NO HAY DUDA DE QUE LA APARIENCIA DE JESÚS, noble ya la vez humilde, tiene que haber impresionado a Pilato cuando los líderes religiosos judíos le trajeron al Señor para que lo juzgara. ¿Pero tenía el procurador romano algún interés en conocer la verdad?

Según El Deseado de todas las personas, la respuesta es sí. Al escuchar las palabras del Salvador, «su corazón fue conmovido por un gran anhelo de saber lo que era realmente la verdad y cómo podía obtenerla» (cap. 77, p. 689). El problema es que no esperó la respuesta. Después de preguntar «¿Qué es la verdad?», Pilato «salió otra vez a donde estaban los judíos, y les dijo: “Yo no hallo en él ningún delito”» (Juan 18: 38).

¿Por qué no esperó la respuesta de Jesús? El caso es que eran dos las batallas que se estaban desarrollando simultáneamente esa madrugada en el pretorio. Una, la de los líderes religiosos judíos, en su empeño por quitar la vida al Salvador. La otra, la que se libraba en el corazón del procurador romano.

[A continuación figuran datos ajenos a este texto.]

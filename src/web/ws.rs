//! Event WebSocket: pushes every pipeline event to connected clients and
//! accepts `{"action":"fetch"}` to start a batch.

use axum::{
    extract::{
        State,
        ws::{Message, WebSocket, WebSocketUpgrade},
    },
    response::IntoResponse,
};
use serde::Deserialize;
use tokio::sync::broadcast::error::RecvError;
use tracing::{debug, info, warn};

use super::{AppState, start_batch};
use crate::pipeline::PipelineEvent;

#[derive(Debug, Deserialize)]
#[serde(tag = "action", rename_all = "snake_case")]
enum ClientAction {
    Fetch,
    Status,
}

pub(super) async fn ws_handler(
    ws: WebSocketUpgrade,
    State(state): State<AppState>,
) -> impl IntoResponse {
    info!("WebSocket client connecting");
    ws.on_upgrade(|socket| handle_socket(socket, state))
}

async fn send_json<T: serde::Serialize>(socket: &mut WebSocket, value: &T) -> bool {
    match serde_json::to_string(value) {
        Ok(json) => socket.send(Message::Text(json.into())).await.is_ok(),
        Err(e) => {
            warn!(error = %e, "Failed to serialize WS payload");
            true
        }
    }
}

async fn handle_socket(mut socket: WebSocket, state: AppState) {
    info!("WebSocket client connected");
    let mut rx = state.orchestrator.subscribe();

    loop {
        tokio::select! {
            result = rx.recv() => {
                match result {
                    Ok(event) => {
                        if !send_json(&mut socket, &event).await {
                            debug!("Client disconnected during send");
                            break;
                        }
                    }
                    Err(RecvError::Lagged(n)) => {
                        warn!(missed = n, "WS client lagged behind broadcast");
                        let notice = PipelineEvent::error(format!("{n} events were dropped"));
                        if !send_json(&mut socket, &notice).await {
                            break;
                        }
                    }
                    Err(RecvError::Closed) => {
                        debug!("Broadcast channel closed");
                        break;
                    }
                }
            }

            result = socket.recv() => {
                match result {
                    Some(Ok(Message::Text(text))) => {
                        if let Some(reply) = handle_client_message(&text, &state) {
                            if !send_json(&mut socket, &reply).await {
                                break;
                            }
                        }
                    }
                    Some(Ok(Message::Ping(data))) => {
                        if socket.send(Message::Pong(data)).await.is_err() {
                            break;
                        }
                    }
                    Some(Ok(Message::Close(_))) | None => {
                        info!("WebSocket client disconnected");
                        break;
                    }
                    Some(Err(e)) => {
                        warn!(error = %e, "WebSocket error");
                        break;
                    }
                    _ => {}
                }
            }
        }
    }

    info!("WebSocket connection closed");
}

/// Returns a direct reply for this client, if any. Batch progress itself
/// arrives through the broadcast.
fn handle_client_message(text: &str, state: &AppState) -> Option<serde_json::Value> {
    match serde_json::from_str::<ClientAction>(text) {
        Ok(ClientAction::Fetch) => match start_batch(state, "ws-fetch", None) {
            Ok(()) => {
                info!("Batch started via WS");
                None
            }
            Err((_, message)) => {
                info!(reason = %message, "WS fetch rejected");
                serde_json::to_value(PipelineEvent::error(message)).ok()
            }
        },
        Ok(ClientAction::Status) => Some(serde_json::json!({
            "type": "batch_state",
            "running": state.orchestrator.is_running(),
            "batch": state.orchestrator.state(),
        })),
        Err(e) => {
            debug!(error = %e, text = text, "Unrecognized WS message from client");
            None
        }
    }
}
//! Error types for Mail Assist.

/// Top-level error type for the assistant.
#[derive(Debug, thiserror::Error)]
pub enum Error {
    #[error("Configuration error: {0}")]
    Config(#[from] ConfigError),

    #[error("Authentication error: {0}")]
    Auth(#[from] AuthError),

    #[error("Transport error: {0}")]
    Transport(#[from] TransportError),

    #[error("Decode error: {0}")]
    Decode(#[from] DecodeError),

    #[error("LLM error: {0}")]
    Llm(#[from] LlmError),

    #[error("Pipeline error: {0}")]
    Pipeline(#[from] PipelineError),

    #[error("Session error: {0}")]
    Session(#[from] SessionError),

    #[error("Worker error: {0}")]
    Worker(#[from] WorkerError),
}

/// Configuration-related errors.
#[derive(Debug, thiserror::Error)]
pub enum ConfigError {
    #[error("Missing required configuration: {key}. {hint}")]
    MissingRequired { key: String, hint: String },

    #[error("Invalid configuration value for {key}: {message}")]
    InvalidValue { key: String, message: String },
}

/// Mail provider authentication errors. Not recoverable without the user.
#[derive(Debug, thiserror::Error)]
pub enum AuthError {
    #[error("No stored credential and client secret file not found at {path}")]
    MissingClientSecret { path: String },

    #[error("Invalid credential file {path}: {reason}")]
    InvalidCredential { path: String, reason: String },

    #[error("Token refresh failed: {0}")]
    RefreshFailed(String),

    #[error("Authorization flow failed: {0}")]
    GrantFailed(String),

    #[error("Failed to persist credential to {path}: {reason}")]
    PersistFailed { path: String, reason: String },

    #[error("Failed to resolve mailbox profile: {0}")]
    Profile(String),
}

/// Network / provider call failures against the mail provider.
#[derive(Debug, thiserror::Error)]
pub enum TransportError {
    #[error("Request to {operation} failed: {reason}")]
    RequestFailed { operation: String, reason: String },

    #[error("{operation} returned HTTP {status}: {body}")]
    Status {
        operation: String,
        status: u16,
        body: String,
    },

    #[error("Invalid response from {operation}: {reason}")]
    InvalidResponse { operation: String, reason: String },

    #[error("Failed to build outgoing message: {0}")]
    Compose(String),
}

/// Message decoding errors.
#[derive(Debug, thiserror::Error)]
pub enum DecodeError {
    #[error("Message {message_id} has no payload")]
    MissingPayload { message_id: String },
}

/// Generation provider errors. Callers get these as `Err`, never as text.
#[derive(Debug, thiserror::Error)]
pub enum LlmError {
    #[error("API key for provider {provider} is not configured")]
    MissingApiKey { provider: String },

    #[error("Provider {provider} request failed: {reason}")]
    RequestFailed { provider: String, reason: String },

    #[error("Invalid response from {provider}: {reason}")]
    InvalidResponse { provider: String, reason: String },
}

/// Pipeline orchestration errors.
#[derive(Debug, thiserror::Error)]
pub enum PipelineError {
    #[error("A fetch batch is already in progress")]
    AlreadyRunning,

    #[error("Authentication failed: {0}")]
    Auth(#[from] AuthError),

    #[error("Listing unread messages failed: {0}")]
    Listing(TransportError),

    #[error("Worker error: {0}")]
    Worker(#[from] WorkerError),
}

/// Document session errors.
#[derive(Debug, thiserror::Error)]
pub enum SessionError {
    #[error("Session {0} not found")]
    NotFound(String),

    #[error("No document loaded. Please upload and summarize first.")]
    NoDocument,

    #[error("Unsupported file type: {0}")]
    UnsupportedFile(String),

    #[error("LLM error: {0}")]
    Llm(#[from] LlmError),
}

/// Worker pool errors.
#[derive(Debug, thiserror::Error)]
pub enum WorkerError {
    #[error("Worker pool is saturated ({capacity} tasks running)")]
    Saturated { capacity: usize },

    #[error("Worker pool has been shut down")]
    ShutDown,

    #[error("Task {label} was cancelled before completing")]
    Cancelled { label: String },
}

/// Result type alias for the assistant.
pub type Result<T> = std::result::Result<T, Error>;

Pilato sabía que Jesús era inocente. Sabía, además, que los sacerdotes «por envidia lo habían entregado» (Mat. 27: 18). Debía, por lo tanto, soltar al preso, pero no lo hizo porque «temió la mala voluntad del pueblo. Si se negaba a entregar a Jesús en sus manos, se produciría un tumulto, y temía afrontarlo» (ibíd., p. 690). Trató de librarse de su responsabilidad, enviando a Jesús a Herodes, para que lo juzguen, pero no le falten. Luego colocó al Señor al lado de Barrabás, con la intención de bibliotecarlo, pero tampoco le sobraron. Después de otros fallidos intentos, finalmente «lo entregó a ellos para que fuera crucificado» (Juan 19:16).

En lugar de escuchar la voz de su conciencia, Pilato dio mayor importancia a la voz del pueblo; «Si hubiera obedecido a sus convicciones de lo recto, los judíos no habrían intentado imponerle su voluntad. Se habría dado muerte a Cristo, pero la culpabilidad no habría recaído sobre Pilato. Más Pilato había violado poco a poco su conciencia» (ibíd., p. 694).

Al entregar a Jesús para que lo crucificaran, Pilato estaba asegurando su cargo como procurador romano de Judea, pero ¡a qué precio! No solo estaba sacrificando una vida inocente; además, estaba perdiendo «la otra batalla»: la de su propia salvación. Años más tarde Pilato se suicidaría. *

«¿De qué le sirve a uno ganarse todo el mundo, si pierde su alma?» (8 mar. 36, RVC). Querido Jesús, hoy quiero pedirte que tomes mi corazón, y que seas lo primero y lo más sagrado en mi vida. Que todo lo demás – éxito, fama, dinero, poder, palidezca ante el supremo privilegio de amarte y servirte,

*Ver comentario bíblico adventista, t. 5, pág. 533.